Tolbert: Rep. Collins-Smith Joins Republican Ranks
The last couple of weeks Republican insiders have been abuzz about a possible party switch of a state legislator from the Democratic to the Republican Party. The Arkansas News Bureau reports that the Republican Party has a news conference scheduled for Wednesday morning at the state capitol and this is likely the subject of the conference. Indeed, the Arkansas GOP put out a press release that it will hold a press conference on Wednesday at 10:45. In addition to House and party leadership, a “special guest” will be in attendance.
Speculation is that State Rep. Linda Collins-Smith of Pocahontas will likely be announcing that she is switching from the Democratic Party to the Republican Party. As a freshman representative, Collins-Smith distinguished herself as one of the most conservative Democrats under the capitol dome voting many times with the Republican minority. She was also a regular at the weekly conservative caucus lunch during the session.
In addition, Collins-Smith was a vocal opponent of the latest Arkansas House map approved by Gov. Mike Beebe and Attorney General Dustin McDaniel. The map puts her in the same district with Rep. Lori Benedict (R-Sturkie) in a oddly-shaped district. The new Senate map also moves Collins-Smith into the same district with Sen. Robert Thompson (D-Paragould) and only a few miles from the district with Sen. David Wyatt (D-Batesville.)
We will know for certain tomorrow, but it is a safe bet that Linda Collins-Smith will be in the capitol rotunda tomorrow at the announcement.
UPDATE – It’s official! Collins-Smith confirmed what I speculated yesterday that she is switching parties from the Democratic Party to the Republican Party. She made the announcement flanked by a couple dozen Republican elected officials including Lt. Gov. Mark Darr, Congressman Tim Griffin, and another recent party switcher, Saline County Sheriff Bruce Pennington.

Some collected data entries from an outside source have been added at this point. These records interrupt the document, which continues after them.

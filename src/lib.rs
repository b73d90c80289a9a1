//! # uitree compiler
//!
//! Compiles a declarative JSON UI tree into component source files plus two
//! stylesheet artifacts, for the `web` or `cross-platform` target.
//!
//! ## Pipeline
//!
//! 1. **Load** (`parse`): raw JSON → typed `AppTree`, or every structural error.
//! 2. **Names** (`renamer`): explicit names reserved, anonymous inline
//!    definitions and styled nodes named from their position.
//! 3. **Contexts** (`context`): app-wide provider registry, consumers resolved.
//!    User imports of every file are checked in the same pass, so one run
//!    reports name, context and import errors together.
//! 4. **Per component** (`codegen`, on the rayon pool): expression
//!    normalization (`transform`), style resolution (`style` + `target`),
//!    import collection (`imports`), markup.
//! 5. **Finalize** (`finalize`): artifacts concatenated in declaration order.
//!
//! Name and context registries are frozen before step 4, so the per-component
//! work only reads shared state and the output never depends on scheduling.
//!
//! A run yields either the complete artifact set or the ordered error list,
//! never both.

#[cfg(feature = "napi")]
use napi_derive::napi;
use rayon::prelude::*;
use serde_json::Value;
use tracing::{debug, info, info_span};

pub mod cache;
pub mod codegen;
pub mod config;
pub mod context;
pub mod discovery;
pub mod finalize;
pub mod imports;
pub mod parse;
pub mod renamer;
pub mod style;
pub mod target;
pub mod transform;
pub mod tree;
pub mod validate;
pub mod visitor;

#[cfg(test)]
mod style_tests;

pub use config::{CompileOptions, Platform};
pub use finalize::{Artifact, ArtifactKind, CompileOutput};
pub use validate::*;

use codegen::{generate_component, CodegenContext};
use renamer::NameTable;

/// Compile a parsed document.
pub fn compile_app(document: &Value, options: &CompileOptions) -> Result<CompileOutput, CompileFailure> {
    let _span = info_span!("compile_app").entered();

    let app = parse::load_app(document).map_err(CompileFailure::new)?;
    let platform = options.resolve_platform(app.platform);
    let target = target::target_for(platform);
    debug!(%platform, components = app.components.len(), "loaded");

    let mut errors = vec![];
    let mut names = match renamer::resolve_names(&app) {
        Ok(names) => names,
        Err(e) => {
            errors.extend(e);
            NameTable::default()
        }
    };
    let contexts = match context::bind_contexts(&app, &mut names) {
        Ok(contexts) => contexts,
        Err(e) => {
            errors.extend(e);
            context::ContextRegistry::default()
        }
    };
    errors.extend(imports::check_app_imports(&app));
    if !errors.is_empty() {
        return Err(CompileFailure::new(errors));
    }

    let ctx = CodegenContext {
        app: &app,
        names: &names,
        contexts: &contexts,
        options,
        target,
    };
    let results: Vec<_> = if options.parallel {
        (0..app.components.len())
            .into_par_iter()
            .map(|i| generate_component(&ctx, i))
            .collect()
    } else {
        (0..app.components.len())
            .map(|i| generate_component(&ctx, i))
            .collect()
    };

    let mut components = Vec::with_capacity(results.len());
    for result in results {
        match result {
            Ok(component) => components.push(component),
            Err(e) => errors.extend(e),
        }
    }
    if !errors.is_empty() {
        return Err(CompileFailure::new(errors));
    }

    let output = finalize::finalize_output(&app, components, &contexts, options, platform);
    info!(
        %platform,
        files = output.files.len(),
        fingerprint = %&output.fingerprint[..12],
        "compiled"
    );
    Ok(output)
}

/// Compile a document given as JSON text.
pub fn compile_str(source: &str, options: &CompileOptions) -> Result<CompileOutput, CompileFailure> {
    let document: Value = serde_json::from_str(source).map_err(|e| {
        CompileFailure::new(vec![CompilerError::structural(
            INV_INVALID_DOCUMENT,
            "$",
            format!("document is not valid JSON: {}", e),
        )])
    })?;
    compile_app(&document, options)
}

// ═══════════════════════════════════════════════════════════════════════════════
// NAPI EXPORT
// ═══════════════════════════════════════════════════════════════════════════════

#[cfg(feature = "napi")]
#[napi(object)]
pub struct NativeCompileResult {
    pub platform: String,
    pub files: Vec<finalize::ArtifactReport>,
    pub fingerprint: String,
    pub errors: Vec<ErrorReport>,
}

#[cfg(feature = "napi")]
#[napi]
pub fn compile_app_native(
    document: Value,
    options: Option<Value>,
) -> napi::Result<NativeCompileResult> {
    let options: CompileOptions = match options {
        Some(v) => serde_json::from_value(v)
            .map_err(|e| napi::Error::from_reason(format!("Invalid options: {}", e)))?,
        None => CompileOptions::default(),
    };
    Ok(match compile_app(&document, &options) {
        Ok(output) => NativeCompileResult {
            platform: output.platform.to_string(),
            files: output.files.iter().map(Into::into).collect(),
            fingerprint: output.fingerprint,
            errors: vec![],
        },
        Err(failure) => NativeCompileResult {
            platform: options.resolve_platform(None).to_string(),
            files: vec![],
            fingerprint: String::new(),
            errors: failure.errors.iter().map(Into::into).collect(),
        },
    })
}
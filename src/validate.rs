#[cfg(feature = "napi")]
use napi_derive::napi;
use serde::{Deserialize, Serialize};
use std::fmt;
use thiserror::Error;

// ═══════════════════════════════════════════════════════════════════════════════
// INVARIANT CODES
// ═══════════════════════════════════════════════════════════════════════════════

pub const INV_INVALID_DOCUMENT: &str = "UT-ERR-STRUCT-001";
pub const INV_MISSING_NAME: &str = "UT-ERR-STRUCT-002";
pub const INV_INVALID_NODE_TYPE: &str = "UT-ERR-STRUCT-003";
pub const INV_INVALID_CHILD: &str = "UT-ERR-STRUCT-004";
pub const INV_MALFORMED_PATTERN: &str = "UT-ERR-STRUCT-005";
pub const INV_UNKNOWN_FORMAT: &str = "UT-ERR-STRUCT-006";
pub const INV_INVALID_EXPRESSION: &str = "UT-ERR-STRUCT-007";
pub const INV_INVALID_STYLE: &str = "UT-ERR-STRUCT-008";
pub const INV_INVALID_IMPORT: &str = "UT-ERR-STRUCT-009";
pub const INV_UNKNOWN_ROOT: &str = "UT-ERR-STRUCT-010";
pub const INV_INVALID_FORMAT_PREDICATE: &str = "UT-ERR-STRUCT-011";
pub const INV_MISPLACED_CONTEXT: &str = "UT-ERR-STRUCT-012";
pub const INV_DUPLICATE_COMPONENT: &str = "UT-ERR-CONFLICT-001";
pub const INV_IMPORT_ALIAS_CONFLICT: &str = "UT-ERR-CONFLICT-002";
pub const INV_DUPLICATE_CONTEXT: &str = "UT-ERR-CONTEXT-001";
pub const INV_UNKNOWN_CONTEXT: &str = "UT-ERR-CONTEXT-002";

// ═══════════════════════════════════════════════════════════════════════════════
// GUARANTEES
// ═══════════════════════════════════════════════════════════════════════════════

fn get_guarantee(code: &str) -> &'static str {
    match code {
        INV_INVALID_DOCUMENT => "The input document matches the app tree schema.",
        INV_MISSING_NAME => "Every component definition carries a non-empty name.",
        INV_INVALID_NODE_TYPE => "Every node type is a non-empty string.",
        INV_INVALID_CHILD => {
            "Children are nodes, primitives or well-formed script references."
        }
        INV_MALFORMED_PATTERN => {
            "Destructuring patterns bind at least one name and carry at most one trailing rest."
        }
        INV_UNKNOWN_FORMAT => "Every format style entry references a declared style format.",
        INV_INVALID_EXPRESSION => "Expression entries use a recognized shorthand form.",
        INV_INVALID_STYLE => "Style entries use a recognized style form.",
        INV_INVALID_IMPORT => "Import entries name a source and a recognized import shape.",
        INV_UNKNOWN_ROOT => "The root component names a declared component.",
        INV_INVALID_FORMAT_PREDICATE => "Style formats only use recognized predicate keys.",
        INV_MISPLACED_CONTEXT => "Contexts are provided and consumed by component definitions.",
        INV_DUPLICATE_COMPONENT => "Component names are unique across the app.",
        INV_IMPORT_ALIAS_CONFLICT => {
            "A local import name refers to exactly one symbol within a generated file."
        }
        INV_DUPLICATE_CONTEXT => "A context name is provided by at most one component.",
        INV_UNKNOWN_CONTEXT => "Every consumed context is provided somewhere in the app.",
        _ => "Unknown invariant.",
    }
}

// ═══════════════════════════════════════════════════════════════════════════════
// ERROR KINDS
// ═══════════════════════════════════════════════════════════════════════════════

#[derive(Debug, Clone, Copy, PartialEq, Eq, Serialize, Deserialize)]
pub enum ErrorKind {
    #[serde(rename = "StructuralError")]
    Structural,
    #[serde(rename = "ConflictError")]
    Conflict,
    #[serde(rename = "DuplicateContextError")]
    DuplicateContext,
    #[serde(rename = "UnknownContextError")]
    UnknownContext,
}

impl ErrorKind {
    pub fn as_str(&self) -> &'static str {
        match self {
            ErrorKind::Structural => "StructuralError",
            ErrorKind::Conflict => "ConflictError",
            ErrorKind::DuplicateContext => "DuplicateContextError",
            ErrorKind::UnknownContext => "UnknownContextError",
        }
    }
}

impl fmt::Display for ErrorKind {
    fn fmt(&self, f: &mut fmt::Formatter<'_>) -> fmt::Result {
        f.write_str(self.as_str())
    }
}

// ═══════════════════════════════════════════════════════════════════════════════
// COMPILER ERROR
// ═══════════════════════════════════════════════════════════════════════════════

/// One problem found in the input document.
///
/// `path` points into the input tree (`components[2].children[0].style[1]`).
/// Conflicts also carry the other offending location(s) in `related`.
#[derive(Debug, Clone, PartialEq, Error, Serialize, Deserialize)]
#[serde(rename_all = "camelCase")]
#[error("{kind} [{code}] at {path}: {message}")]
pub struct CompilerError {
    pub code: String,
    pub kind: ErrorKind,
    pub message: String,
    pub guarantee: String,
    pub path: String,
    pub related: Vec<String>,
}

impl CompilerError {
    pub fn new(kind: ErrorKind, code: &str, path: &str, message: impl Into<String>) -> Self {
        CompilerError {
            code: code.to_string(),
            kind,
            message: message.into(),
            guarantee: get_guarantee(code).to_string(),
            path: path.to_string(),
            related: vec![],
        }
    }

    pub fn structural(code: &str, path: &str, message: impl Into<String>) -> Self {
        Self::new(ErrorKind::Structural, code, path, message)
    }

    pub fn conflict(code: &str, path: &str, message: impl Into<String>) -> Self {
        Self::new(ErrorKind::Conflict, code, path, message)
    }

    pub fn with_related(mut self, related: impl Into<String>) -> Self {
        self.related.push(related.into());
        self
    }
}

/// The ordered error list of a failed run. No artifacts accompany it.
#[derive(Debug, Clone, Error, Serialize, Deserialize)]
#[error("compilation failed with {} error(s)", errors.len())]
pub struct CompileFailure {
    pub errors: Vec<CompilerError>,
}

impl CompileFailure {
    pub fn new(errors: Vec<CompilerError>) -> Self {
        CompileFailure { errors }
    }

    pub fn has_kind(&self, kind: ErrorKind) -> bool {
        self.errors.iter().any(|e| e.kind == kind)
    }
}

impl From<Vec<CompilerError>> for CompileFailure {
    fn from(errors: Vec<CompilerError>) -> Self {
        CompileFailure { errors }
    }
}

/// Flattened error record handed across the Node bridge.
#[derive(Debug, Clone, Serialize, Deserialize)]
#[cfg_attr(feature = "napi", napi(object))]
#[serde(rename_all = "camelCase")]
pub struct ErrorReport {
    pub code: String,
    pub error_type: String,
    pub message: String,
    pub guarantee: String,
    pub path: String,
    pub related: Vec<String>,
}

impl From<&CompilerError> for ErrorReport {
    fn from(e: &CompilerError) -> Self {
        ErrorReport {
            code: e.code.clone(),
            error_type: e.kind.as_str().to_string(),
            message: e.message.clone(),
            guarantee: e.guarantee.clone(),
            path: e.path.clone(),
            related: e.related.clone(),
        }
    }
}

#[cfg(test)]
mod tests {
    use super::*;

    #[test]
    fn test_error_display_includes_kind_and_path() {
        let err = CompilerError::structural(INV_MISSING_NAME, "components[0]", "missing name");
        let text = err.to_string();
        assert!(text.starts_with("StructuralError"));
        assert!(text.contains("components[0]"));
        assert_eq!(
            err.guarantee,
            "Every component definition carries a non-empty name."
        );
    }

    #[test]
    fn test_kind_serializes_as_error_name() {
        let json = serde_json::to_string(&ErrorKind::DuplicateContext).unwrap();
        assert_eq!(json, "\"DuplicateContextError\"");
    }

    #[test]
    fn test_related_locations_accumulate() {
        let err = CompilerError::conflict(INV_DUPLICATE_COMPONENT, "components[1]", "dup")
            .with_related("components[0]");
        assert_eq!(err.related, vec!["components[0]".to_string()]);
        let failure = CompileFailure::new(vec![err]);
        assert!(failure.has_kind(ErrorKind::Conflict));
        assert!(!failure.has_kind(ErrorKind::Structural));
    }
}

“I am here today to announce that I have joined the Republican Party of Arkansas,” began Collins-Smith to the applause of those around her. “My decision was made after much thought, prayer, and discussion with my family.”
She explained that she ran as a Democrat in 2010 and she was raised a Democrat.
“I came to Little Rock believing that it was not too late for the Arkansas Democratic Party to reject the far drift of the national Party. I truly hoped it could once again be the party of the people. I wanted to help move the Party back to the values of those everyday voters,” said Collins-Smith.
“Unfortunately, I found that the politics of Washington and the politics of the liberal left in that Democratic Party of Arkansas that there is no room for conservatives. Those who question the folly of excessive taxation are unwelcome. Those who stand for the right of babies in the womb, they are outcasts. And those who seek to create jobs by making Arkansas a business-friendly state are punished.”
“I do this because I have found it is the Republican Party that has become the party of hard-working common-sense people. It is the Republican Party that strives to live by the ideal expressed in our state motto, ‘The People Rule.’ It is the Republican party that most closely holds to the principles that I and most other Arkansans believe in: Government that manages limited finances wisely and lives within its means: government that encourages the development of business, both large and small, to create jobs for hardworking Arkansas families, government that values and protects the life of every citizen from the womb to the grave, government that doesn’t try to regulate the everyday life and personal choices of law-abiding people, and government that is better, not bigger.”
“If you remember only one thing, I hope it is this: ‘I have not changed.’ I am the same today as I was when the people of Randolph and Sharp Counties elected me. I have not left the Democratic Party, but the party left me. And I believe it has left behind the majority of the good, decent, freedom-loving people of Arkansas,” concluded Collins-Smith.